Bir diğer koruma düşüncesi ise eserin montajı yapıldıktan sonra dış etkenlerden korunması amacıyla bir cam fanus içerisine alınmasıdır. Bu yöntem de estetik kaygılarda sıkıntılar yaratmasının yanı sıra, cam içerisine hapsedilen eserin içeride sera etkisine maruz kalması ve bunun da sakıncalı sebepler doğurmasıdır. Bu etkiye çözüm olarak camekan içerisine uygun iklimlendirme sistemi kurulmasıyla sorunun üstesinden gelinebilmektedir. Ancak son derece maliyetli olan bu sistemin kurulması çok olası görülmemekte, bazen mimari eserlerin içinde barındırdıkları unsurlar, eserin önüne geçebilecek nitelikte olabilmektedir. Örneğin turistlerce Blue Mosque olarak bilinen Sultanahmet Cami yapısal olarak nitelikli olmasına karşın içinde barındırdığı mavi renkteki çinileri ile nam salmış, yapı içerisindeki bir bezeme unsuru yapının önüne geçmiştir. İMÇ için böyle bir durumun ne kadar söz konusu olduğu bilinmemekle birlikte, heykelin yok olmak yerine yapıyla uyumlu bir sistem geliştirilerek korunması veya iklim kontrollü bir müze ya da kapalı alana taşınması en doğru koruma yöntemi olacaktır.
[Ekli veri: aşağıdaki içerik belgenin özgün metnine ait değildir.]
// SPDX-License-Identifier: Apache-2.0
// Copyright (c) 2025 Etaoin Systems. All Rights Reserved.

//! Triple-buffered frame hand-off between the worker and the consumer.
//!
//! Three fixed 16-bit image buffers rotate through three roles:
//!
//! ```text
//!        worker                              consumer
//!   ┌──────────────┐    publish    ┌──────────────┐
//!   │     fill     │ ────────────► │     done     │
//!   │ (being       │               │ (most recent │
//!   │  written)    │               │  complete)   │
//!   └──────────────┘               └──────┬───────┘
//!     next fill ≠ lock                    │ consume
//!                                  ┌──────▼───────┐
//!                                  │     lock     │
//!                                  │ (held by the │
//!                                  │  consumer)   │
//!                                  └──────────────┘
//! ```
//!
//! The roles are indices into the buffer array, guarded by one mutex. The
//! single cross-thread constraint is `fill != lock`: the worker never
//! writes the buffer the consumer is reading, so the consumer's frame
//! stays stable without copying. `done` may coincide with `lock` between
//! a consume and the next publish.
//!
//! A signed freshness counter rides along: negative while warm-up frames
//! are being dropped, zero when the consumer has seen the latest frame,
//! positive when a new frame is pending.

use crate::tof::IMG_PIXELS;
use std::cell::UnsafeCell;
use std::sync::{Mutex, MutexGuard};

#[derive(Debug)]
struct Roles {
    fill: usize,
    done: Option<usize>,
    lock: Option<usize>,
    fresh: i32,
}

/// Thread-safe three-buffer rotor for 100×100 u16 frames.
pub(crate) struct TripleBuffer {
    bufs: [UnsafeCell<Vec<u16>>; 3],
    state: Mutex<Roles>,
}

// SAFETY: buffer contents are only touched through the role discipline --
// the worker writes bufs[fill], the consumer reads bufs[lock], and the
// mutex-guarded rotation keeps fill != lock at all times.
unsafe impl Sync for TripleBuffer {}

impl TripleBuffer {
    /// Create a rotor with the given initial freshness (negative to drop
    /// that many warm-up frames).
    pub fn new(fresh: i32) -> Self {
        Self {
            bufs: std::array::from_fn(|_| UnsafeCell::new(vec![0u16; IMG_PIXELS])),
            state: Mutex::new(Roles {
                fill: 0,
                done: None,
                lock: None,
                fresh,
            }),
        }
    }

    /// Worker: rotate the just-written fill buffer into the done slot and
    /// pick a new fill target that the consumer is not holding.
    pub fn publish(&self) {
        let mut st = self.lock_state();
        let written = st.fill;
        st.done = Some(written);
        st.fresh += 1;
        // lowest-numbered buffer that is neither just finished nor locked
        for i in 0..self.bufs.len() {
            if i != written && Some(i) != st.lock {
                st.fill = i;
                break;
            }
        }
        debug_assert!(Some(st.fill) != st.lock);
    }

    /// Current freshness counter.
    pub fn fresh(&self) -> i32 {
        self.lock_state().fresh
    }

    /// Consumer: claim the done buffer. Returns its index, or `None` when
    /// no unseen frame is pending.
    pub fn try_consume(&self) -> Option<usize> {
        let mut st = self.lock_state();
        if st.fresh <= 0 {
            return None;
        }
        st.lock = st.done;
        st.fresh = 0;
        debug_assert!(Some(st.fill) != st.lock);
        st.lock
    }

    /// Exclusive access to the fill buffer.
    ///
    /// # Safety
    /// Only the acquisition worker may call this, and the slice must be
    /// dropped before the next [`publish`](Self::publish).
    pub unsafe fn fill_mut(&self) -> &mut [u16] {
        let idx = self.lock_state().fill;
        unsafe { (*self.bufs[idx].get()).as_mut_slice() }
    }

    /// Read a buffer by index.
    ///
    /// # Safety
    /// `idx` must have come from [`try_consume`](Self::try_consume) and no
    /// newer consume may have happened since; only the lock role shields a
    /// buffer from worker writes.
    pub unsafe fn read(&self, idx: usize) -> &[u16] {
        unsafe { (*self.bufs[idx].get()).as_slice() }
    }

    fn lock_state(&self) -> MutexGuard<'_, Roles> {
        self.state.lock().unwrap_or_else(|e| e.into_inner())
    }

    #[cfg(test)]
    fn roles(&self) -> (usize, Option<usize>, Option<usize>) {
        let st = self.lock_state();
        (st.fill, st.done, st.lock)
    }
}
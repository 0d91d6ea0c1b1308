// SPDX-License-Identifier: Apache-2.0
// Copyright (c) 2025 Etaoin Systems. All Rights Reserved.

//! Per-pixel Kalman-like temporal smoothing.
//!
//! Each pixel carries a running mean and a variance estimate, both stored
//! as bytes. The underlying model is a random walk in depth index observed
//! through measurement noise: when the recent disagreement `d²` between the
//! median image and the stored mean is large relative to the noise floor,
//! the mixing gain `k` swings toward the new measurement; when the pixel is
//! quiet, the estimate flywheels through sensor noise.
//!
//! All arithmetic is 8.8 fixed point so a full-frame update stays cheap on
//! small boards. The variance image doubles as a flicker detector: the
//! reformat stage masks pixels whose variance exceeds its limit.

use crate::tof::IMG_PIXELS;

/// Running mean and variance images for one sensor stream.
pub struct TemporalFilter {
    mean: Vec<u8>,
    var: Vec<u8>,
    /// Learning weight in 8.8 fixed point, `round(256·f0)`
    fi: i32,
    /// Measurement-noise floor in 8.8 fixed point, `round(256·nv)`
    mn: i32,
}

impl TemporalFilter {
    /// Create an unseeded filter with learning weight `f0` in (0, 1) and
    /// measurement-noise floor `nv` in index² units.
    pub fn new(f0: f32, nv: f32) -> Self {
        Self {
            mean: vec![0u8; IMG_PIXELS],
            var: vec![0u8; IMG_PIXELS],
            fi: (256.0 * f0 + 0.5) as i32,
            mn: (256.0 * nv + 0.5) as i32,
        }
    }

    /// Initialise state from the first frame's median image.
    pub fn seed(&mut self, median: &[u8]) {
        self.mean.copy_from_slice(median);
        self.var.fill(0);
    }

    /// Fold one median image into the running estimates.
    pub fn update(&mut self, median: &[u8]) {
        let cfi = 256 - self.fi;
        for i in 0..IMG_PIXELS {
            let m = median[i] as i32;
            let p = self.mean[i] as i32;
            let v = self.var[i] as i32;

            // projected measurement noise and mixing gain in [0, 256]
            let d = m - p;
            let vm = cfi * v + self.fi * d * d;
            let k = (((vm as i64) << 8) / (vm as i64 + self.mn as i64)) as i32;

            let val = ((p << 8) + k * d + 128) >> 8;
            self.mean[i] = val.clamp(0, 255) as u8;
            let val = ((256 - k) * (vm >> 1) + 16384) >> 15;
            self.var[i] = val.clamp(0, 255) as u8;
        }
    }

    /// Re-express the stored state when the sensor's quantization step
    /// changes from `unit` to `pend` millimetres.
    ///
    /// The mean scales by `unit/pend` and the variance by `(unit/pend)²`,
    /// both through 8.8 lookup tables, so the estimates stay continuous in
    /// physical depth across the step change.
    pub fn rescale(&mut self, unit: u8, pend: u8) {
        let mut sc = [0i32; 256];

        let f = ((unit as i32) << 8) / pend as i32;
        for (i, s) in sc.iter_mut().enumerate() {
            *s = (f * i as i32 + 128) >> 8;
        }
        for p in self.mean.iter_mut() {
            *p = sc[*p as usize].clamp(0, 255) as u8;
        }

        let f = ((unit as i32 * unit as i32) << 8) / (pend as i32 * pend as i32);
        for (i, s) in sc.iter_mut().enumerate() {
            *s = (f * i as i32 + 128) >> 8;
        }
        for v in self.var.iter_mut() {
            *v = sc[*v as usize].clamp(0, 255) as u8;
        }
    }

    /// Smoothed depth-index estimates.
    #[inline]
    pub fn mean(&self) -> &[u8] {
        &self.mean
    }

    /// Per-pixel variance estimates.
    #[inline]
    pub fn variance(&self) -> &[u8] {
        &self.var
    }
}
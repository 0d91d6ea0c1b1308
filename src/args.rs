// SPDX-License-Identifier: Apache-2.0
// Copyright (c) 2025 Etaoin Systems. All Rights Reserved.

use clap::Parser;
use tracing::level_filters::LevelFilter;

#[derive(Parser, Debug, Clone)]
#[command(author, version, about, long_about = None)]
pub struct Args {
    /// Serial device of the sensor (USB CDC port)
    #[arg(env, default_value = "/dev/ttyUSB0")]
    pub port: String,

    /// Stop after this many frames (0 = run until the stream ends)
    #[arg(long, env, default_value = "0")]
    pub frames: u64,

    /// Log a depth statistics line every N frames
    #[arg(long, env, default_value = "30")]
    pub stats_every: u64,

    /// Application log level
    #[arg(long, env, default_value = "info")]
    pub rust_log: LevelFilter,
}
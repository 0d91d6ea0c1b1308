// SPDX-License-Identifier: Apache-2.0
// Copyright (c) 2025 Etaoin Systems. All Rights Reserved.

//! MaixSense A010 driver: lifecycle, acquisition worker, and frame output.
//!
//! [`TofCam`] owns a background worker that frames packets off the serial
//! link, runs the denoising pipeline, and publishes 16-bit depth frames
//! through a triple buffer. The consumer polls [`TofCam::range`], which
//! hands back the most recent frame and guarantees it stays untouched
//! until the next call.
//!
//! Pipeline per frame, leaves first:
//!
//! 1. sync + fill one 10018-byte packet into the raw image
//! 2. apply a pending unit change if the packet was preceded by stray
//!    acknowledgement bytes
//! 3. auto-range the raw image, possibly commanding a new unit
//! 4. 5×5 median, then per-pixel temporal smoothing
//! 5. mask unreliable pixels, convert to quarter-millimetres, publish
//!
//! Any transport error ends the stream: the worker exits and `range`
//! returns `None` from then on. The sensor only resynchronises cleanly
//! from a packet boundary, so recovery is a fresh [`TofCam::start`].

use std::sync::atomic::{AtomicBool, AtomicI8, Ordering};
use std::sync::{Arc, Mutex, MutexGuard};
use std::thread::{self, JoinHandle};
use std::time::Duration;

use ndarray::Array2;
use tracing::{debug, info, warn};

use crate::buffer::TripleBuffer;
use crate::median::median5x5;
use crate::packet::PacketReader;
use crate::ranging::AutoRange;
use crate::temporal::TemporalFilter;
use crate::tof::{DepthLut, Error, IMG_DIM, IMG_PIXELS, INVALID_DEPTH, TofParams};
use crate::transport::{SerialTransport, Transport};

/// Quantization step commanded at startup, in millimetres.
const STARTUP_UNIT: u8 = 2;

/// Frames dropped after start; the sensor emits stale data right after
/// power-on and after a DISP mode change.
const WARMUP_DROP: i32 = 2;

/// Minimum spacing between AT commands.
const CMD_GAP: Duration = Duration::from_millis(50);

/// Poll interval and retry budget for a blocking [`TofCam::range`].
const RANGE_POLL: Duration = Duration::from_millis(1);
const RANGE_RETRIES: u32 = 500;

/// Worker-private image pipeline state.
struct Pipeline {
    raw: Vec<u8>,
    median: Vec<u8>,
    filter: TemporalFilter,
    ranger: AutoRange,
    lut: DepthLut,
    /// Step the most recent frame was captured at
    unit: u8,
    /// Most recently commanded step; equal to `unit` when idle
    pending: u8,
    frame: u64,
    vlim: u8,
}

impl Pipeline {
    fn new(params: &TofParams) -> Self {
        Self {
            raw: vec![0u8; IMG_PIXELS],
            median: vec![0u8; IMG_PIXELS],
            filter: TemporalFilter::new(params.f0, params.nv),
            ranger: AutoRange::new(params),
            lut: DepthLut::new(),
            unit: STARTUP_UNIT,
            pending: STARTUP_UNIT,
            frame: 0,
            vlim: params.vlim,
        }
    }

    /// Register that the commanded unit has taken effect on the sensor,
    /// re-expressing the temporal filter state in the new step.
    fn apply_pending_unit(&mut self) {
        if self.pending != self.unit {
            debug!(from = self.unit, to = self.pending, "depth step changed");
            self.filter.rescale(self.unit, self.pending);
            self.unit = self.pending;
        }
    }

    /// Median then temporal smoothing of the current raw image.
    fn denoise(&mut self) {
        median5x5(&self.raw, &mut self.median);
        if self.frame == 0 {
            self.filter.seed(&self.median);
        } else {
            self.filter.update(&self.median);
        }
    }

    /// Mask unreliable pixels and convert to 16-bit quarter-millimetres.
    fn reformat(&self, out: &mut [u16]) {
        let sc = self.lut.row(self.unit);
        let mean = self.filter.mean();
        let var = self.filter.variance();
        for i in 0..IMG_PIXELS {
            out[i] = if self.raw[i] == 255 || mean[i] == 255 || var[i] > self.vlim {
                INVALID_DEPTH
            } else {
                sc[mean[i] as usize]
            };
        }
    }
}

/// Copies of worker-private images, taken under the pipeline lock.
///
/// These are debugging aids: they reflect whatever frame the worker most
/// recently finished (or is between stages of, if taken mid-frame).
pub struct Snapshot {
    pub unit: u8,
    pub frame: u64,
    pub raw: Array2<u8>,
    pub median: Array2<u8>,
    pub mean: Array2<u8>,
    pub variance: Array2<u8>,
}

/// Driver for the Sipeed MaixSense A010 time-of-flight camera.
///
/// # Example
///
/// ```ignore
/// use tofpub::TofCam;
///
/// let mut cam = TofCam::new();
/// cam.start("/dev/ttyUSB0")?;
/// while let Some(depth) = cam.range(true) {
///     // 100×100 u16 pixels in quarter-millimetres, 65535 = invalid,
///     // right-to-left columns / top-down rows with USB on the left
///     process(depth);
/// }
/// cam.stop();
/// ```
pub struct TofCam {
    params: TofParams,
    port: Option<Arc<Mutex<Box<dyn Transport>>>>,
    pipeline: Arc<Mutex<Pipeline>>,
    rotor: Arc<TripleBuffer>,
    run: Arc<AtomicBool>,
    ok: Arc<AtomicI8>,
    worker: Option<JoinHandle<()>>,
    locked: Option<usize>,
}

impl TofCam {
    pub fn new() -> Self {
        Self::with_params(TofParams::default())
    }

    pub fn with_params(params: TofParams) -> Self {
        Self {
            params,
            port: None,
            pipeline: Arc::new(Mutex::new(Pipeline::new(&params))),
            rotor: Arc::new(TripleBuffer::new(-WARMUP_DROP)),
            run: Arc::new(AtomicBool::new(false)),
            ok: Arc::new(AtomicI8::new(-1)),
            worker: None,
            locked: None,
        }
    }

    /// Open the serial device at `path` and start acquisition.
    pub fn start(&mut self, path: &str) -> Result<(), Error> {
        let transport = SerialTransport::open(path)?;
        self.start_from(Box::new(transport))
    }

    /// Start acquisition over an already-open transport.
    ///
    /// Configures the sensor for live display at the startup step, then
    /// launches the acquisition worker. Idempotent while running.
    pub fn start_from(&mut self, mut transport: Box<dyn Transport>) -> Result<(), Error> {
        if self.ok.load(Ordering::Acquire) > 0 {
            return Ok(());
        }

        transport.send(b"AT+DISP=3\r")?;
        thread::sleep(CMD_GAP);
        transport.send(b"AT+UNIT=2\r")?;

        // fresh shared state every start: a worker stuck in a read from a
        // previous session may still hold the old buffers
        self.pipeline = Arc::new(Mutex::new(Pipeline::new(&self.params)));
        self.rotor = Arc::new(TripleBuffer::new(-WARMUP_DROP));
        self.run = Arc::new(AtomicBool::new(true));
        self.ok = Arc::new(AtomicI8::new(1));
        self.locked = None;
        let port = Arc::new(Mutex::new(transport));
        self.port = Some(port.clone());

        let pipeline = self.pipeline.clone();
        let rotor = self.rotor.clone();
        let run = self.run.clone();
        let ok = self.ok.clone();
        self.worker = Some(
            thread::Builder::new()
                .name("tof-acquire".into())
                .spawn(move || {
                    if let Err(e) = acquisition_loop(&port, &pipeline, &rotor, &run) {
                        warn!("acquisition stopped: {}", e);
                    }
                    ok.store(0, Ordering::Release);
                })?,
        );

        info!("acquisition started");
        Ok(())
    }

    /// Get the most recent 16-bit depth frame.
    ///
    /// Returns `None` if the driver is not running, or (non-blocking) when
    /// no unseen frame is pending. Blocking mode polls for up to half a
    /// second. The returned frame is 100×100 little-endian u16 pixels in
    /// quarter-millimetres with 65535 marking invalid pixels, and stays
    /// unchanged until the next `range` call.
    pub fn range(&mut self, block: bool) -> Option<&[u16]> {
        if self.ok.load(Ordering::Acquire) <= 0 {
            return None;
        }
        let mut waited = 0u32;
        while self.rotor.fresh() <= 0 {
            if !block {
                return None;
            }
            waited += 1;
            if waited > RANGE_RETRIES {
                return None;
            }
            thread::sleep(RANGE_POLL);
        }
        let idx = self.rotor.try_consume()?;
        self.locked = Some(idx);
        // SAFETY: idx is now the lock role, which the worker never writes;
        // the returned borrow of self keeps it claimed until the next call.
        Some(unsafe { self.rotor.read(idx) })
    }

    /// Whether the stream is alive: started and no transport error yet.
    pub fn is_healthy(&self) -> bool {
        self.ok.load(Ordering::Acquire) > 0
    }

    /// Quantization step of the most recent frame, in millimetres.
    pub fn unit(&self) -> u8 {
        lock(&self.pipeline).unit
    }

    /// Copy the worker's intermediate images for inspection.
    pub fn snapshot(&self) -> Snapshot {
        let pl = lock(&self.pipeline);
        Snapshot {
            unit: pl.unit,
            frame: pl.frame,
            raw: image(&pl.raw),
            median: image(&pl.median),
            mean: image(pl.filter.mean()),
            variance: image(pl.filter.variance()),
        }
    }

    /// Render the frame last returned by [`range`](Self::range) as an
    /// 8-bit image where close things are brighter.
    ///
    /// `sh` halves the brightness per step: 0 maps 25 cm full scale, 1
    /// maps 51 cm, and so on. Invalid pixels come out black.
    pub fn night(&self, sh: u8) -> Option<Array2<u8>> {
        let idx = self.locked?;
        // SAFETY: the lock role is never a worker write target
        let depth = unsafe { self.rotor.read(idx) };
        let dn = sh as u32 + 2;
        let pix: Vec<u8> = depth
            .iter()
            .map(|&d| {
                let v = ((d as u32) >> dn).min(255);
                (255 - v) as u8
            })
            .collect();
        Some(image(&pix))
    }

    /// Stop the worker, restore the sensor's idle state, and close the
    /// transport. Idempotent.
    pub fn stop(&mut self) {
        if let Some(worker) = self.worker.take() {
            self.run.store(false, Ordering::Release);
            // the worker notices within one read timeout; give it a second
            let mut waited = 0;
            while !worker.is_finished() && waited < 100 {
                thread::sleep(Duration::from_millis(10));
                waited += 1;
            }
            if worker.is_finished() {
                let _ = worker.join();
            } else {
                // detach; it holds only the previous session's buffers
                warn!("acquisition worker stuck in read, detaching");
            }
        }

        if let Some(port) = self.port.take() {
            let mut port = lock(&port);
            let _ = port.send(b"AT+UNIT=0\r");
            thread::sleep(CMD_GAP);
            let _ = port.send(b"AT+DISP=1\r");
        }

        self.ok.store(-1, Ordering::Release);
    }
}

impl Default for TofCam {
    fn default() -> Self {
        Self::new()
    }
}

impl Drop for TofCam {
    fn drop(&mut self) {
        self.stop();
    }
}

/// Background acquisition and pre-processing loop.
fn acquisition_loop(
    port: &Mutex<Box<dyn Transport>>,
    pipeline: &Mutex<Pipeline>,
    rotor: &TripleBuffer,
    run: &AtomicBool,
) -> Result<(), Error> {
    let mut reader = PacketReader::new();

    while run.load(Ordering::Acquire) {
        let skipped = {
            let mut port = lock(port);
            let skipped = reader.sync(port.as_mut())?;
            reader.fill(port.as_mut())?;
            skipped
        };

        {
            let mut guard = lock(pipeline);
            let pl = &mut *guard;

            // stray bytes before the sentinel after warm-up are the sensor
            // acknowledging an outstanding unit command
            if skipped > 0 && pl.frame > 2 {
                pl.apply_pending_unit();
            }

            pl.raw.copy_from_slice(reader.payload());

            // the first frames carry stale pixels; don't range off them
            if pl.frame >= 2 {
                if let Some(goal) = pl.ranger.evaluate(&pl.raw, pl.unit) {
                    if pl.pending == pl.unit {
                        pl.pending = goal;
                        debug!(unit = pl.unit, goal, "requesting depth step change");
                        let cmd = format!("AT+UNIT={}\r", goal);
                        lock(port).send(cmd.as_bytes())?;
                    }
                }
            }

            pl.denoise();

            // SAFETY: this worker is the sole writer of the fill buffer and
            // the slice is dropped before publish rotates the roles
            let out = unsafe { rotor.fill_mut() };
            pl.reformat(out);
            pl.frame += 1;
        }

        rotor.publish();
    }

    Ok(())
}

fn lock<T>(m: &Mutex<T>) -> MutexGuard<'_, T> {
    m.lock().unwrap_or_else(|e| e.into_inner())
}

fn image(data: &[u8]) -> Array2<u8> {
    Array2::from_shape_vec((IMG_DIM, IMG_DIM), data.to_vec()).expect("100x100 image")
}
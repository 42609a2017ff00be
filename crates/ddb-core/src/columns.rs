//! Per-field table column layout: `(id, value, c0, c1, ...)`, one `ci` per
//! integer-index segment (concrete or wildcard) of the field's path, in
//! order of occurrence.

use ddb_engine::SqlValue;
use ddb_proto::{Path, PathSegment};

pub fn column_name(position: usize) -> String {
    format!("c{position}")
}

/// Column definitions for `CREATE TABLE`, e.g. `", c0 INT, c1 INT"`.
pub fn column_defs(path: &Path, int_type: &str) -> String {
    (0..path.index_column_count())
        .map(|i| format!(", {} {int_type}", column_name(i)))
        .collect()
}

/// `", c0, c1, ..."` selecting every integer-index column, for reads that
/// need to recover concrete indices alongside the value.
pub fn select_clause(path: &Path) -> String {
    (0..path.index_column_count())
        .map(|i| format!(", {}", column_name(i)))
        .collect()
}

/// WHERE-clause fragment and bound values constraining every *concrete*
/// integer segment of `path`; wildcard segments are left unconstrained so
/// they match any stored index.
pub fn where_clause(path: &Path) -> (String, Vec<SqlValue>) {
    let mut clause = String::new();
    let mut binds = Vec::new();
    let mut column = 0usize;
    for segment in path.segments() {
        match segment {
            PathSegment::Index(index) => {
                clause.push_str(&format!(" AND {} = ?", column_name(column)));
                binds.push(SqlValue::Int(*index as i64));
                column += 1;
            }
            PathSegment::Wildcard => column += 1,
            PathSegment::Key(_) => {}
        }
    }
    (clause, binds)
}

/// The column holding a list's own element index: the first integer column
/// after `list_path`'s own index columns. Any child field rooted at
/// `list_path` shares this column layout by construction (child tables are
/// named from a path that extends `list_path`).
pub fn list_element_column(list_path: &Path) -> usize {
    list_path.index_column_count()
}

/// Escape a string for use inside the query's regexp operand (`^` / `$` /
/// `..` handling is the caller's job; this only escapes regex metacharacters
/// that could appear in a map key).
pub fn regex_escape(s: &str) -> String {
    let mut out = String::with_capacity(s.len());
    for c in s.chars() {
        if "\\.+*?()|[]{}^$".contains(c) {
            out.push('\\');
        }
        out.push(c);
    }
    out
}

#[cfg(test)]
mod tests {
    use super::*;
    use ddb_proto::PathSegment;

    fn p(segments: Vec<PathSegment>) -> Path {
        Path::new(segments).unwrap()
    }

    #[test]
    fn where_clause_binds_only_concrete_indices() {
        let path = p(vec![
            PathSegment::Key("tracks".into()),
            PathSegment::Index(2),
            PathSegment::Key("lyrics".into()),
            PathSegment::Wildcard,
        ]);
        let (clause, binds) = where_clause(&path);
        assert_eq!(clause, " AND c0 = ?");
        assert_eq!(binds, vec![SqlValue::Int(2)]);
    }

    #[test]
    fn list_element_column_is_first_index_after_prefix() {
        let list_path = p(vec![PathSegment::Key("tracks".into())]);
        assert_eq!(list_element_column(&list_path), 0);

        let nested = p(vec![PathSegment::Key("albums".into()), PathSegment::Index(0), PathSegment::Key("tracks".into())]);
        assert_eq!(list_element_column(&nested), 1);
    }
}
Eserin bir müzede sergilenmesi fikriyle yıpranma payının azalacağı düşünülmektedir. Diğer yandan, önümüzdeki dönemde gerçekleşecek olası teknolojik gelişmeler, üretilecek yeni kimyasallar sayesinde eser, gelecekte ait olduğu cephede daha korunaklı bir biçimde sergilenebilecektir. Böylece eserin yerine, üç boyutlu tarayıcılarla kalıbı çıkartılarak uygun kalıpta dayanıklı bir malzemeden dökülecek birebir kopyasının orijinal yerinde sergilenebilmesi mümkün olacaktır.